No More Breastfeeding

Oh, my aching breasts! After steadily decreasing her feedings throughout the last couple of weeks, on Saturday Michaela started getting upset every time I tried to breastfeed her. So yesterday on Sunday I decided to try the "don't offer, don't refuse routine." I didn't offer to breastfeed her at all the entire day, and I never had to refuse because she didn't even think about asking for it. Although this is a little bittersweet, I'm actually quite happy about it. I wanted to have her self-wean, but at the same time, I'm not sure I would have felt comfortable breastfeeding her past her second year. So I am incredibly relieved to find that at 13 months she was more than ready to self-wean. The only problem now is how to relieve my poor overfull breasts that just feel ready to explode!

Sunday, March 22, 2009

And so it starts...

Do you know what this is?
It's a white hair.
From my head.


I'm only 24 years old! What the heck?

Friday, March 20, 2009

Thank You Notes for Pre-Writers

As I sat down to make thank you notes for all of Michaela's birthday gifts, I came up with a pretty neat idea. I wanted to make it more personal so I was thinking of adding a little imprint of her foot or hand. Unfortunately, she is very active and won't sit still for more than a couple of seconds so I knew this wouldn't work. Then it came to me, picture thank you's! We basically just set her up with the toy, book, or outfit that was given to her and had her sit next to or under a set of her blocks with the words "Thank You" spelled out. I thought this was great because then each person could see her enjoying the gift.
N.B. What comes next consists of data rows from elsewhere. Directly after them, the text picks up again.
use pretty_assertions::assert_eq;
use proptest::prelude::*;
use rstest::rstest;
use rvvfu_core::common::LaneMask;
use rvvfu_core::core::pipeline::signals::{FpControl, FpOp};
use rvvfu_core::core::units::fpu::{AdderRequest, FpFlags, Format, RoundingMode};

use crate::common::harness::{fp, FpContext};

fn ctrl(op: FpOp, format: Format, rm: RoundingMode) -> FpControl {
    FpControl::new(op, format, rm)
}

/// Runs a one-lane adder operation in lane 0 and returns its bits and flags.
fn lane0(op: FpOp, format: Format, rm: RoundingMode, a: u64, b: u64) -> (u64, FpFlags) {
    let mut ctx = FpContext::default();
    let (result, flags) = ctx.add(AdderRequest::new(ctrl(op, format, rm), fp(format, [a]), fp(format, [b])));
    (result.lane(format.view(), 0), flags.lane(0))
}

#[test]
fn f16_signaling_nan_raises_invalid() {
    let (bits, flags) = lane0(FpOp::Add, Format::F16, RoundingMode::Rne, 0x7D00, 0x3C00);
    assert_eq!(bits, 0x7E00);
    assert_eq!(flags.bits() & 0x10, 0x10);
}

#[test]
fn f16_max_keeps_operand_order() {
    let mut ctx = FpContext::default();
    let req = AdderRequest::new(
        ctrl(FpOp::Max, Format::F16, RoundingMode::Rne),
        0x4000_4000_u64.into(),
        0x3C00_3C00_u64.into(),
    );
    let (result, flags) = ctx.add(req);
    assert_eq!(result.as_u64(), 0x4000_4000);
    assert_eq!(flags.bits(), 0);
}

#[test]
fn finite_plus_infinity_is_infinity() {
    let (bits, flags) = lane0(FpOp::Add, Format::F32, RoundingMode::Rne, 0x3F80_0000, 0x7F80_0000);
    assert_eq!(bits, 0x7F80_0000);
    assert!(flags.is_empty());
}

#[test]
fn infinity_minus_infinity_is_invalid() {
    let inf = f64::INFINITY.to_bits();
    let (bits, flags) = lane0(FpOp::Sub, Format::F64, RoundingMode::Rne, inf, inf);
    assert_eq!(bits, 0x7FF8_0000_0000_0000);
    assert_eq!(flags, FpFlags::NV);
}

#[rstest]
#[case(RoundingMode::Rne, 0x3C00)]
#[case(RoundingMode::Rtz, 0x3C00)]
#[case(RoundingMode::Rdn, 0x3C00)]
#[case(RoundingMode::Rup, 0x3C01)]
#[case(RoundingMode::Rmm, 0x3C01)]
fn f16_halfway_case(#[case] rm: RoundingMode, #[case] expected: u64) {
    // 1 + 2^-11 lies exactly between 1.0 and its successor.
    let (bits, flags) = lane0(FpOp::Add, Format::F16, rm, 0x3C00, 0x1000);
    assert_eq!(bits, expected);
    assert_eq!(flags, FpFlags::NX);
}

#[rstest]
#[case(RoundingMode::Rne, 0x7C00)]
#[case(RoundingMode::Rtz, 0x7BFF)]
#[case(RoundingMode::Rdn, 0x7BFF)]
#[case(RoundingMode::Rup, 0x7C00)]
fn f16_overflow_depends_on_mode(#[case] rm: RoundingMode, #[case] expected: u64) {
    let (bits, flags) = lane0(FpOp::Add, Format::F16, rm, 0x7BFF, 0x7BFF);
    assert_eq!(bits, expected);
    assert_eq!(flags.bits(), 0b00101);
}

#[test]
fn exact_subnormal_result_raises_nothing() {
    let (bits, flags) = lane0(FpOp::Sub, Format::F16, RoundingMode::Rne, 0x0400, 0x0001);
    assert_eq!(bits, 0x03FF);
    assert!(flags.is_empty());
}

#[rstest]
#[case(RoundingMode::Rne, 0x0000)]
#[case(RoundingMode::Rup, 0x0000)]
#[case(RoundingMode::Rdn, 0x8000)]
fn exact_cancellation_sign(#[case] rm: RoundingMode, #[case] expected: u64) {
    let (bits, _) = lane0(FpOp::Sub, Format::F16, rm, 0x4500, 0x4500);
    assert_eq!(bits, expected);
}

#[test]
fn flags_are_packed_per_lane() {
    let mut ctx = FpContext::default();
    // lane 0: exact, lane 1: sNaN, lane 2: inexact, lane 3: overflow
    let a = fp(Format::F16, [0x3C00, 0x7D00, 0x3C00, 0x7BFF]);
    let b = fp(Format::F16, [0x3C00, 0x3C00, 0x1000, 0x7BFF]);
    let (_, flags) = ctx.add(AdderRequest::new(ctrl(FpOp::Add, Format::F16, RoundingMode::Rne), a, b));
    assert_eq!(flags.lane(0), FpFlags::NONE);
    assert_eq!(flags.lane(1), FpFlags::NV);
    assert_eq!(flags.lane(2), FpFlags::NX);
    assert_eq!(flags.lane(3), FpFlags::OF | FpFlags::NX);
    assert_eq!(flags.bits(), (0b00101 << 15) | (0b00001 << 10) | (0b10000 << 5));
    assert_eq!(flags.accrued(), FpFlags::NV | FpFlags::OF | FpFlags::NX);
}

#[test]
fn masked_lanes_keep_previous_contents() {
    let mut ctx = FpContext::default();
    let c = ctrl(FpOp::Add, Format::F32, RoundingMode::Rne);
    let one = fp(Format::F32, [0x3F80_0000, 0x3F80_0000]);
    let (first, _) = ctx.add(AdderRequest::new(c, one, one));
    assert_eq!(first.as_u64(), 0x4000_0000_4000_0000);

    // Lane 1 disabled; its sNaN input must neither land nor flag.
    let a = fp(Format::F32, [0x4040_0000, 0x7F80_0001]);
    let (second, flags) = ctx.add(AdderRequest::new(c, a, one).with_mask(LaneMask::new(0b01)));
    assert_eq!(second.as_u64(), 0x4000_0000_4080_0000);
    assert_eq!(flags.bits(), 0);
}

proptest! {
    #[test]
    fn sub_is_add_of_negated_operand(a in any::<u64>(), b in any::<u64>(), rm_bits in 0u8..5) {
        let rm = RoundingMode::from_bits(rm_bits).unwrap();
        for format in [Format::F16, Format::F32, Format::F64] {
            let mut ctx = FpContext::default();
            let neg_b = b ^ fp(format, vec![format.sign_mask(); format.lanes()]).as_u64();
            let sub = ctx.add(AdderRequest::new(ctrl(FpOp::Sub, format, rm), a.into(), b.into()));
            let add = ctx.add(AdderRequest::new(ctrl(FpOp::Add, format, rm), a.into(), neg_b.into()));
            prop_assert_eq!(sub.0, add.0);
            prop_assert_eq!(sub.1, add.1);
        }
    }
}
Some were better than others which is inevitable with a small child, but all in all I think this is a great way to personalize a thank you note if they can't write one on their own yet.

Wednesday, March 11, 2009

Happy Anniversary!

To the man who makes my heart beat a little faster...
To the man who brings out my silliness...
To the man who is so ridiculously stubborn...
To the man who randomly breaks into song and dance which makes me smile every time...
To the man who turns me on just by wearing a tight pair of pants...
To the man who loves my food...
To the man who always knows how to make me feel better when I've had a bad day...
To the man who likes to hum while he eats...
To the man who uses his handyman magic to make our house a home...
To the man who understands that it's more important to work through problems to make our relationship stronger than to never argue...
To the man who feeds my book addiction every chance he gets...
To the man who supports me when I'm trying to lose weight and yet manages to never make me feel fat...
To the man who shares my love of board games...
To the man who is just as happy as I am to play miniature golf on our child-free date nights...
To the man who I know I can trust to protect our daughter and me...
To the man who is such a wonderful daddy...
To the man who shares my faith and helps me to grow in my relationship with God...
To the man who works so hard so that I am able to stay home with our daughter...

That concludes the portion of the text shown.